┌─ Data in this exercise
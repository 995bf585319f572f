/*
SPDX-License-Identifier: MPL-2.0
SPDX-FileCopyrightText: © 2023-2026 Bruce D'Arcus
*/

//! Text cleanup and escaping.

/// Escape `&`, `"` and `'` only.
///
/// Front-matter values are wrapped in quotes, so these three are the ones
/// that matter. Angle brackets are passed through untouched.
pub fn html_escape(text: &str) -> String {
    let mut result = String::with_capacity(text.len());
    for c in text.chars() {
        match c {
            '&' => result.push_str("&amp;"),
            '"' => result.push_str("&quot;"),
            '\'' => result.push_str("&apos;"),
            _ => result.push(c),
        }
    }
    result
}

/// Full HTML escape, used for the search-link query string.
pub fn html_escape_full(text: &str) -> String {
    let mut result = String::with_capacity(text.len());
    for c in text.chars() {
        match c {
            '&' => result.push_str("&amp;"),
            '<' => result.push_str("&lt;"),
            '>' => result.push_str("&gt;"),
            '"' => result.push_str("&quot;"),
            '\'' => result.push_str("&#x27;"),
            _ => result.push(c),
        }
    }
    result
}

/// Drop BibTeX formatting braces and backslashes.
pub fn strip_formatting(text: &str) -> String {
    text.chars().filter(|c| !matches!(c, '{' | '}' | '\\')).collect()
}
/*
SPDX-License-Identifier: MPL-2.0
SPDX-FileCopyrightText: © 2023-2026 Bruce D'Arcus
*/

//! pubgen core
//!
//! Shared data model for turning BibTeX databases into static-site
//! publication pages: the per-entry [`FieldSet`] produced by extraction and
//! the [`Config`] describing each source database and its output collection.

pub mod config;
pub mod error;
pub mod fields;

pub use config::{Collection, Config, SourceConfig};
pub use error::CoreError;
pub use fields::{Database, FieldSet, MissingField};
└─
┌─ Data in this exercise
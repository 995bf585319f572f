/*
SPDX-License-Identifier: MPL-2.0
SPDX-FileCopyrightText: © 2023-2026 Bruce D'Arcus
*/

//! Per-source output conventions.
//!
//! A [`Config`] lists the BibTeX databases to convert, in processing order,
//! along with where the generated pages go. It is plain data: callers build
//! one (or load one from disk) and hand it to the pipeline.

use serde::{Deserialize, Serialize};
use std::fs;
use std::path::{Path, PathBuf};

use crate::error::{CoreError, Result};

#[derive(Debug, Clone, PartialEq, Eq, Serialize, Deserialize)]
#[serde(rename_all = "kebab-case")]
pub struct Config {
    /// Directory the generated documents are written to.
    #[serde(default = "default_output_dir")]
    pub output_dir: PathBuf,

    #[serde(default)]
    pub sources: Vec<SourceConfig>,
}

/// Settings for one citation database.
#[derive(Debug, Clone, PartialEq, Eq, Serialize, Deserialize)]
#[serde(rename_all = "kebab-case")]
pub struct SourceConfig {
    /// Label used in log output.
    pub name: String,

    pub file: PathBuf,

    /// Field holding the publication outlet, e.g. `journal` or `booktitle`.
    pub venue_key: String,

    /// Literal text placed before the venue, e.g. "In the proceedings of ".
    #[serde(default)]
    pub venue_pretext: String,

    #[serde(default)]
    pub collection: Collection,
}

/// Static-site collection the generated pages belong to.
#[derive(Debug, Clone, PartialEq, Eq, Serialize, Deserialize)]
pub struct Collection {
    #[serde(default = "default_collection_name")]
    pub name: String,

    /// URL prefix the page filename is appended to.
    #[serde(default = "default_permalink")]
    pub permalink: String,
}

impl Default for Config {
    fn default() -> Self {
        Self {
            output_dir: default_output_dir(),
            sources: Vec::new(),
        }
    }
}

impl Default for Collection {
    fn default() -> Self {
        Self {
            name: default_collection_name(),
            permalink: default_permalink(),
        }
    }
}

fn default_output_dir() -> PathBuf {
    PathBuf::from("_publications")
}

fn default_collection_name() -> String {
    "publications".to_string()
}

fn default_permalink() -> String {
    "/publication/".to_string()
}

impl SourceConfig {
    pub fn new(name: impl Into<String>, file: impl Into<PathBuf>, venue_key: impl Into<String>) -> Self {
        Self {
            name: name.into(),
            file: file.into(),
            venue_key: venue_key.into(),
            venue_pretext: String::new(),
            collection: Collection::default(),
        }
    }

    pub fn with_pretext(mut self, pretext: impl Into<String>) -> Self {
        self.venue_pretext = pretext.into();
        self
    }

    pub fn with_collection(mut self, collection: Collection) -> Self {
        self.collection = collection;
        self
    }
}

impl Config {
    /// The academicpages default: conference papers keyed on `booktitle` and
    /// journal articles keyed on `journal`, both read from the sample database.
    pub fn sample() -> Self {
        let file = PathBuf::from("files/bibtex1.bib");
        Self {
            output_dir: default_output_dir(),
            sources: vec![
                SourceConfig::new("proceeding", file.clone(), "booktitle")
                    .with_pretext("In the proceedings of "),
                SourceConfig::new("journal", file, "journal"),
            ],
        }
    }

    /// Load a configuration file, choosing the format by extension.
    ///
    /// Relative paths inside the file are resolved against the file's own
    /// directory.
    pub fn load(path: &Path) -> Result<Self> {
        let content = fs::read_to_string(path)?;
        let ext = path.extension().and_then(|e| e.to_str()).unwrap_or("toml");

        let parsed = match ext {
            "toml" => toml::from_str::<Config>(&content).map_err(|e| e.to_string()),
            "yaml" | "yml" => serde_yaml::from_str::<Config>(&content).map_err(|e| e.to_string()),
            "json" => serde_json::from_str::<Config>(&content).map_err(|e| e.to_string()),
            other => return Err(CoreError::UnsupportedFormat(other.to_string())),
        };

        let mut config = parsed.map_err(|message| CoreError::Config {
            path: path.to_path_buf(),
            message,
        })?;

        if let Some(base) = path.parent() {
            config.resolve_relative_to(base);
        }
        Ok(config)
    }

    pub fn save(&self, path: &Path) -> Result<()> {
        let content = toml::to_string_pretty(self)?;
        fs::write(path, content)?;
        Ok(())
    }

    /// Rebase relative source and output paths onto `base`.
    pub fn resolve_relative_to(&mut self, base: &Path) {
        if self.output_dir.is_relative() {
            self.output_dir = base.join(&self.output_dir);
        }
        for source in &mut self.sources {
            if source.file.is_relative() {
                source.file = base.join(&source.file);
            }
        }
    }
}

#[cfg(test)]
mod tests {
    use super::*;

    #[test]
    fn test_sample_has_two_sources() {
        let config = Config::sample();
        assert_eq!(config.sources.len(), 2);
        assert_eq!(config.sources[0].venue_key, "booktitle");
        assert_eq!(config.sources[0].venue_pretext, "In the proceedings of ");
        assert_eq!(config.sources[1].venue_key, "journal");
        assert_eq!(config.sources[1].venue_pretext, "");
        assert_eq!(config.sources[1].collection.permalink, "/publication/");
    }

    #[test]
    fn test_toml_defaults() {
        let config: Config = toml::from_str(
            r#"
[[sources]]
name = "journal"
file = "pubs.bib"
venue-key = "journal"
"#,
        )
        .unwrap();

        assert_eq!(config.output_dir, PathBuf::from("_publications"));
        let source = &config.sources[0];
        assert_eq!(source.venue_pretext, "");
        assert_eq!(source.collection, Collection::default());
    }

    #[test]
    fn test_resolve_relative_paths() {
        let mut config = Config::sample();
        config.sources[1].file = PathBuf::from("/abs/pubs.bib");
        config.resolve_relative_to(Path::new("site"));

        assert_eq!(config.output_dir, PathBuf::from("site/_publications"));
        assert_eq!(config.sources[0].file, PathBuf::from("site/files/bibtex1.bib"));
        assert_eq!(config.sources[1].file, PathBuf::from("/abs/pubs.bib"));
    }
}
└─
**Task description:** Only lines with the word "impl" should be collected from the material.

**Exercise result:**
impl Default for Config {
impl Default for Collection {
impl SourceConfig {
    pub fn new(name: impl Into<String>, file: impl Into<PathBuf>, venue_key: impl Into<String>) -> Self {
    pub fn with_pretext(mut self, pretext: impl Into<String>) -> Self {
impl Config {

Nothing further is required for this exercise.